There are 45 species of these annuals endemic to the high slopes of what is now Chile and Peru in South America, where aboriginal Quecha Indians used the leaves, flowers and tubers of this leaping vine for food. Related to The Brassicarea (Cabbage) Family, it is surprising it is not more popular for culinary dishes. Iron, iodine, and Vitamins A, B, and C are present in the plant. Transplanted to different parts of the world by Spanish explorers, they migrated to the function of adornment, mutating into different forms, textures and colors.

They have been given fanciful names in lands they invaded. Those with gilded yellow flowers are known as Moonlight; bright red ones, Empress of India; and white ones, Double Dwarf Jewels. More mundane, are Lampaka, in Tagalog, Uotakuresu, in Japanese, Xa Lach Son, in Vietnamese, Capuchina Nasturtia in Spanish, perhaps due to the resemblance of its leaves to a monk’s hood, or Espuela de Galan, and Chaga Seca by The Portuguese. A cultivated variation has existed from Ancient Roman times, known as Water Cress. It was popular in salads, particularly by those interested in losing weight. They are not meant to be cooked or dried. Some species are best propagated by cuttings, others by tubers, although seeds are available. Vulnerable to frost, they are best stored away during winter. Cuttings may be started by early spring if kept insulated under glass. They thrive in any soil as long as they are given some exposure to the sun, but not dried completely. The Japanese are particularly fond of this plant, which they use for more tangy salads and as additives to spice up bland fish soups. The flowers are slightly spicier than either leaves or tubers. The young tender pods can be pickled and substitute for capers. The most common type of leaves are green, but other species come in yellow, orange, red, purple and blue, one reason early colonists decided they were decorative plants.

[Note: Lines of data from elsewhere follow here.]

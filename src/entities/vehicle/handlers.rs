//! Vehicle HTTP handlers

use super::model::{VehicleRequest, VehicleStatus, VehicleView};
use super::service::{VehicleFilter, VehicleService};
use crate::core::error::ServiceError;
use crate::core::validation::{ValidatedJson, parse_id};
use axum::{
    extract::{Path, Query, State},
    http::StatusCode,
    response::Json,
};
use serde::Deserialize;
use std::sync::Arc;

/// Vehicle-specific AppState
#[derive(Clone)]
pub struct VehicleAppState {
    pub service: Arc<VehicleService>,
}

#[derive(Debug, Deserialize)]
pub struct SearchQuery {
    pub model: Option<String>,
}

pub async fn list_vehicles(
    State(state): State<VehicleAppState>,
) -> Result<Json<Vec<VehicleView>>, ServiceError> {
    Ok(Json(state.service.list(VehicleFilter::default()).await?))
}

pub async fn get_vehicle(
    State(state): State<VehicleAppState>,
    Path(id): Path<String>,
) -> Result<Json<VehicleView>, ServiceError> {
    let id = parse_id(&id, "vehicle")?;
    Ok(Json(state.service.get(&id).await?))
}

pub async fn list_vehicles_by_dealer(
    State(state): State<VehicleAppState>,
    Path(dealer_id): Path<String>,
) -> Result<Json<Vec<VehicleView>>, ServiceError> {
    let filter = VehicleFilter {
        dealer_id: Some(parse_id(&dealer_id, "dealer")?),
        status: None,
    };
    Ok(Json(state.service.list(filter).await?))
}

pub async fn list_vehicles_by_status(
    State(state): State<VehicleAppState>,
    Path(status): Path<String>,
) -> Result<Json<Vec<VehicleView>>, ServiceError> {
    let filter = VehicleFilter {
        dealer_id: None,
        status: Some(status.parse::<VehicleStatus>()?),
    };
    Ok(Json(state.service.list(filter).await?))
}

pub async fn list_premium_dealer_vehicles(
    State(state): State<VehicleAppState>,
) -> Result<Json<Vec<VehicleView>>, ServiceError> {
    Ok(Json(state.service.premium_dealers().await?))
}

pub async fn search_vehicles(
    State(state): State<VehicleAppState>,
    Query(query): Query<SearchQuery>,
) -> Result<Json<Vec<VehicleView>>, ServiceError> {
    let model = query
        .model
        .filter(|m| !m.trim().is_empty())
        .ok_or_else(|| ServiceError::invalid("Query parameter 'model' is required"))?;
    Ok(Json(state.service.search_by_model(&model).await?))
}

pub async fn create_vehicle(
    State(state): State<VehicleAppState>,
    ValidatedJson(payload): ValidatedJson<VehicleRequest>,
) -> Result<(StatusCode, Json<VehicleView>), ServiceError> {
    let vehicle = state
        .service
        .create(payload)
        .await
        .map_err(ServiceError::into_bad_reference)?;
    Ok((StatusCode::CREATED, Json(vehicle)))
}

pub async fn update_vehicle(
    State(state): State<VehicleAppState>,
    Path(id): Path<String>,
    ValidatedJson(payload): ValidatedJson<VehicleRequest>,
) -> Result<Json<VehicleView>, ServiceError> {
    let id = parse_id(&id, "vehicle")?;
    Ok(Json(state.service.update(&id, payload).await?))
}

pub async fn delete_vehicle(
    State(state): State<VehicleAppState>,
    Path(id): Path<String>,
) -> Result<StatusCode, ServiceError> {
    let id = parse_id(&id, "vehicle")?;
    state.service.delete(&id).await?;
    Ok(StatusCode::NO_CONTENT)
}
//! Payment CRUD rules
//!
//! Creation and status changes go through the [`SettlementEngine`]; this
//! service adds the read side and administrative deletion.

use super::model::{Payment, PaymentRequest, PaymentStatus, PaymentView};
use super::store::PaymentStore;
use crate::core::entity::Entity;
use crate::core::error::{ServiceError, ServiceResult};
use crate::core::events::{DomainEvent, EventBus};
use crate::core::store::RecordStore;
use crate::entities::dealer::Dealer;
use crate::settlement::SettlementEngine;
use std::collections::HashMap;
use std::sync::Arc;
use uuid::Uuid;

/// Optional filters of `list`
#[derive(Debug, Clone, Default)]
pub struct PaymentFilter {
    pub dealer_id: Option<Uuid>,
    pub status: Option<PaymentStatus>,
}

pub struct PaymentService {
    store: Arc<dyn PaymentStore>,
    dealers: Arc<dyn RecordStore<Dealer>>,
    engine: Arc<SettlementEngine>,
    events: EventBus,
}

impl PaymentService {
    pub fn new(
        store: Arc<dyn PaymentStore>,
        dealers: Arc<dyn RecordStore<Dealer>>,
        engine: Arc<SettlementEngine>,
        events: EventBus,
    ) -> Self {
        Self {
            store,
            dealers,
            engine,
            events,
        }
    }

    /// Create a PENDING payment and arm its settlement
    pub async fn create(&self, request: PaymentRequest) -> ServiceResult<PaymentView> {
        let payment = self
            .engine
            .initiate(request.dealer_id, request.amount, request.method)
            .await?;
        self.view(payment).await
    }

    pub async fn get(&self, id: &Uuid) -> ServiceResult<PaymentView> {
        let payment = self
            .store
            .get(id)
            .await?
            .ok_or_else(|| ServiceError::not_found("payment", id))?;
        self.view(payment).await
    }

    pub async fn find_by_transaction_id(&self, transaction_id: &str) -> ServiceResult<PaymentView> {
        let payment = self
            .store
            .find_by_transaction_id(transaction_id.trim())
            .await?
            .ok_or_else(|| ServiceError::not_found("payment", transaction_id))?;
        self.view(payment).await
    }

    pub async fn list(&self, filter: PaymentFilter) -> ServiceResult<Vec<PaymentView>> {
        let payments = match (filter.dealer_id, filter.status) {
            (Some(dealer_id), _) => self.store.search("dealer_id", &dealer_id.to_string()).await?,
            (None, Some(status)) => self.store.search("status", status.as_str()).await?,
            (None, None) => self.store.list().await?,
        };
        let payments = payments
            .into_iter()
            .filter(|p| filter.status.is_none_or(|status| p.status == status))
            .collect();
        self.enrich(payments).await
    }

    /// Administrative status change to SUCCESS or FAILED
    pub async fn update_status(&self, id: &Uuid, status: PaymentStatus) -> ServiceResult<PaymentView> {
        let payment = self.engine.override_status(id, status).await?;
        self.view(payment).await
    }

    /// Administrative cleanup; settlement never deletes payments
    pub async fn delete(&self, id: &Uuid) -> ServiceResult<()> {
        if !self.store.delete(id).await? {
            return Err(ServiceError::not_found("payment", id));
        }
        tracing::info!(payment_id = %id, "payment deleted");
        self.events
            .publish(DomainEvent::deleted(Payment::resource_name_singular(), *id));
        Ok(())
    }

    async fn view(&self, payment: Payment) -> ServiceResult<PaymentView> {
        let dealer = self.dealers.get(&payment.dealer_id).await?;
        Ok(PaymentView::new(payment, dealer.as_ref()))
    }

    async fn enrich(&self, payments: Vec<Payment>) -> ServiceResult<Vec<PaymentView>> {
        let dealers: HashMap<Uuid, Dealer> = self
            .dealers
            .list()
            .await?
            .into_iter()
            .map(|dealer| (dealer.id, dealer))
            .collect();

        Ok(payments
            .into_iter()
            .map(|payment| {
                let dealer = dealers.get(&payment.dealer_id);
                PaymentView::new(payment, dealer)
            })
            .collect())
    }
}
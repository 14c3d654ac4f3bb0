//! Payment store port
//!
//! Besides plain CRUD, settlement needs two things from storage: a scan of
//! stale PENDING payments and a conditional status write that is atomic with
//! respect to every other write on the same record.

use super::model::{Payment, PaymentStatus};
use crate::core::store::{RecordStore, StoreResult};
use async_trait::async_trait;
use chrono::{DateTime, Utc};
use uuid::Uuid;

/// Result of [`PaymentStore::compare_and_set_status`]
#[derive(Debug, Clone, PartialEq)]
pub enum StatusWrite {
    /// The expected status matched; the updated record is returned
    Applied(Payment),

    /// The record holds another status, which is left untouched
    Rejected(PaymentStatus),

    /// No record with this id
    Missing,
}

#[async_trait]
pub trait PaymentStore: RecordStore<Payment> {
    async fn find_by_transaction_id(&self, transaction_id: &str) -> StoreResult<Option<Payment>>;

    /// PENDING payments with `created_at <= cutoff`, oldest first
    async fn pending_created_before(&self, cutoff: DateTime<Utc>) -> StoreResult<Vec<Payment>>;

    /// Set `status = next, updated_at = at WHERE status = expected`
    ///
    /// Must be a single atomic operation: two concurrent calls with the same
    /// `expected` can never both be applied.
    async fn compare_and_set_status(
        &self,
        id: &Uuid,
        expected: PaymentStatus,
        next: PaymentStatus,
        at: DateTime<Utc>,
    ) -> StoreResult<StatusWrite>;

    /// Unconditionally set the status, returning the previous status and the
    /// updated record; `None` when the payment does not exist
    async fn force_status(
        &self,
        id: &Uuid,
        next: PaymentStatus,
        at: DateTime<Utc>,
    ) -> StoreResult<Option<(PaymentStatus, Payment)>>;
}
//! Vehicle entity model

use crate::core::validation::{not_blank, positive_decimal};
use crate::entities::dealer::Dealer;
use chrono::{DateTime, Utc};
use rust_decimal::Decimal;
use serde::{Deserialize, Serialize};
use uuid::Uuid;
use validator::Validate;

/// Inventory status of a vehicle
#[derive(Debug, Clone, Copy, Default, PartialEq, Eq, Hash, Serialize, Deserialize)]
#[serde(rename_all = "SCREAMING_SNAKE_CASE")]
pub enum VehicleStatus {
    #[default]
    Available,
    Sold,
}

crate::impl_wire_enum!(VehicleStatus, "vehicle status", {
    Available => "AVAILABLE",
    Sold => "SOLD",
});

/// A vehicle listed by a dealer
#[derive(Debug, Clone, PartialEq, Serialize, Deserialize)]
#[serde(rename_all = "camelCase")]
pub struct Vehicle {
    pub id: Uuid,
    pub dealer_id: Uuid,
    pub model: String,
    pub price: Decimal,
    pub status: VehicleStatus,
    pub created_at: DateTime<Utc>,
    pub updated_at: DateTime<Utc>,
}

crate::impl_entity!(
    Vehicle,
    "vehicle",
    "vehicles",
    unique: [],
    fields: [dealer_id, model, price, status]
);

impl Vehicle {
    pub fn new(
        dealer_id: Uuid,
        model: impl Into<String>,
        price: Decimal,
        status: VehicleStatus,
    ) -> Self {
        let now = Utc::now();
        Self {
            id: Uuid::new_v4(),
            dealer_id,
            model: model.into().trim().to_string(),
            price,
            status,
            created_at: now,
            updated_at: now,
        }
    }

    /// Case-insensitive substring match on the model name
    pub fn model_contains(&self, fragment: &str) -> bool {
        self.model
            .to_lowercase()
            .contains(&fragment.trim().to_lowercase())
    }
}

/// Body of `POST /vehicles` and `PUT /vehicles/{id}`
#[derive(Debug, Clone, Deserialize, Validate)]
#[serde(rename_all = "camelCase")]
pub struct VehicleRequest {
    pub dealer_id: Uuid,

    #[validate(custom(function = "not_blank"), length(max = 100))]
    pub model: String,

    #[validate(custom(function = "positive_decimal"))]
    pub price: Decimal,

    #[serde(default)]
    pub status: VehicleStatus,
}

/// A vehicle as returned by the API, joined with its dealer
#[derive(Debug, Clone, Serialize, Deserialize)]
#[serde(rename_all = "camelCase")]
pub struct VehicleView {
    #[serde(flatten)]
    pub vehicle: Vehicle,

    #[serde(skip_serializing_if = "Option::is_none", default)]
    pub dealer_name: Option<String>,

    #[serde(skip_serializing_if = "Option::is_none", default)]
    pub dealer_email: Option<String>,
}

impl VehicleView {
    pub fn new(vehicle: Vehicle, dealer: Option<&Dealer>) -> Self {
        Self {
            vehicle,
            dealer_name: dealer.map(|d| d.name.clone()),
            dealer_email: dealer.map(|d| d.email.clone()),
        }
    }
}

I have seen them growing wild in Trinidad Valley, Benguet Province in The Philippines and as porch climbers, and on trellises in gardens in Manila. They were mentioned as possible food supplements during a Nutritionists convention in Cagayan De Oro recently. In the US, I was served a bed of it as an unfamiliar garnish in a health shop, a turkey sandwich enhancing the flavor of what I consider a rather bland fowl. Nasturtium is only one of the many botanical gifts extracted by early explorers from the new world, but a little recognized or acknowledged one. They are mysterious complements in seed catalogues, only to be plucked by the adventurous. Sampling them would be a challenge for the palate.